The MIT SRP Center with its diverse expertise (from engineers, to chemists, to biologists and to biological engineers) has the tools, the commitment, and the willingness to collaborate, making it possible to take on these serious environmental health challenges. All research is aimed at revealing the impact of alkylating agents in the environment, with a specific emphasis on N-nitrosodimethylamine and polycyclic aromatic hydrocarbons (NDMA and PAHs, respectively). Specifically, the MIT SRP Center focuses on:
- Predicting the fate and transport of carcinogenic alkylating agents in the environment.
- Identifying novel PAH breakdown products.
- Developing novel sensor technologies.
- Using high fidelity duplex consensus sequencing to reveal patterns of mutations that can be traced to specific contaminants.
- Revealing how gene-environment interactions impact susceptibility to genomic instability and cancer.

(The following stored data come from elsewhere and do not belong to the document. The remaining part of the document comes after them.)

//! Contact endpoint URLs
//!
//! The page carries one endpoint for company id `0`, e.g.
//! `https://crm.example/companies/ajax-primary/0/`. The URL for any other
//! company swaps that final `0` segment for the company id.

use shared::CompanyId;
use url::Url;

use crate::error::{AutofillError, AutofillResult};

/// Contact endpoint whose last path segment is the `0` placeholder
#[derive(Debug, Clone, PartialEq, Eq)]
pub struct EndpointTemplate {
    base: Url,
}

impl EndpointTemplate {
    pub fn parse(raw: &str) -> AutofillResult<Self> {
        let invalid = |reason: &str| AutofillError::InvalidEndpoint {
            endpoint: raw.to_string(),
            reason: reason.to_string(),
        };

        let base = Url::parse(raw.trim()).map_err(|e| invalid(&e.to_string()))?;
        let placeholder = base
            .path_segments()
            .and_then(|segments| segments.filter(|s| !s.is_empty()).last())
            .ok_or_else(|| invalid("URL cannot carry a path"))?;
        if placeholder != "0" {
            return Err(invalid("last path segment must be the 0 placeholder"));
        }

        Ok(Self { base })
    }

    /// Lookup URL for a company, always ending in `/`
    pub fn url_for(&self, company: &CompanyId) -> AutofillResult<Url> {
        let mut url = self.base.clone();
        url.path_segments_mut()
            .map_err(|_| AutofillError::InvalidEndpoint {
                endpoint: self.base.to_string(),
                reason: "URL cannot carry a path".to_string(),
            })?
            .pop_if_empty()
            .pop()
            .push(company.as_str())
            .push("");
        Ok(url)
    }

    pub fn as_str(&self) -> &str {
        self.base.as_str()
    }
}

- Using phosphoproteomics and transcriptomics to uncover systems-level molecular responses that shed light on underlying mechanisms of disease and give rise to novel biomarkers of disease risk. Results from these studies will help to mitigate and treat cancer.
This research informs policy, enables risk estimates, and guides remediation. The bi-directional program is based on established relationships with stakeholders who live near the Olin Industriplex, Wells G&H and the Loring Airforce Base Superfund Sites.
NDMA is a carcinogenic alkylating agent that is has been shown to be present in well water in Wilmington at the Olin Industriplex Superfund Site. It creates DNA damage that can be repaired. Since people are variable in their DNA repair capacity, genes that code for DNA repair enzymes are predicted to be important susceptibility factors.
PAHs are composed primarily of carbon rings. They are highly variable with regard to exocyclic functional groups, making some more carcinogenic than others. They are created by combustion and they contaminate the air, soil and water at the Olin Industriplex, Wells G&H and Loring Airforce Base Superfund Sites.
Project 1: Development of sensors for carcinogenic alkylating agents and predicting their spatiotemporal dynamics in water near Superfund Sites. Project Leaders: Harry Hemond and Tim Swager. This project develops microsensor-based low cost methods for measuring NDMA and PAHs in water, to develop time-resolved spectrofluorimetry for mapping contaminants, and to quantify chemical fluxes from contaminated sediments. Results from Project 1 will significantly improve toxicant mapping, which is key to remediation. Project 1 informs Projects 3, 4 and 5.
Project 2: Development of novel carbon nanotube sensors for carcinogenic PAHs and analysis of PAH chemical evolution in the air near Superfund Sites. Project Leaders: Noelle Selin, Jesse Kroll, and Tim Swager. This project develops novel chemiresistive carbon nanotube sensors for PAHs and PAH breakdown products, estimates the role of atmospheric transformation for multigenerational contaminants, models the fate of pollutants in air, and develops spatiotemporal pollutant tracking devices. These inexpensive sensors will be readable via direct electrical connections or wireless communication between a passive RFID card and a smartphone, and can be designed to give quantitative results. Projects 1 and 2 interact in the development of nanotube sensors. Project 2 identifies PAHs for study by Projects 3 and 5.
Project 3: Leveraging high resolution mutation spectra to deduce prior exposure to environmental mutagens, with a focus on benzo[a]pyrene and N-nitrosodimethylamine (NDMA). Project Leaders: John Essigmann and Bob Croy. This project learns from Projects 1 and 2 about PAHs and N-nitrosamines of concern in the environment. Project 3 examines the ability of these agents to cause mutations in animal models of human disease. It reveals the high-resolution mutational spectra specific to NDMA and its sister N-nitrosamines and PAHs using the new tool of high fidelity duplex consensus sequencing. Project 3 will also work with Project 4 to reveal genetic factors with the potential to impact inter-individual variation in mutation susceptibility.
Project 4: Revealing the impact of genetic susceptibility factors for carcinogenic alkylating agents in the environment, with a focus on benzo[a]pyrene and N-nitrosodimethylamine. Project Leaders: Bevin Engelward and Leona Samson. This project defines the impact of genetic factors predicted to modulate the impact of NDMA on tumor-promoting mutations. Project 4 collaborates with Project 3 to study genetic modulation of mutation spectra, and Project 5, to learn about systems level responses that correlate with risk of disease.
Project 5: Leveraging systems biology to reveal biomarkers and cellular responses to carcinogens. This project will lead to novel strategies for disease mitigation and treatment. Project Leaders: Forest White and Doug Lauffenburger. Studies thousands of signal transduction cascades in parallel via analysis of the phosphoproteome and the transcriptome enable biomarker development and mechanistic analysis of disease. Project 5 will reveal molecular responses responsible for disease mechanisms, as well as identifying valuable biomarkers. Developing tools to deconvolute complex mixtures remains a longstanding goal for modern toxicology.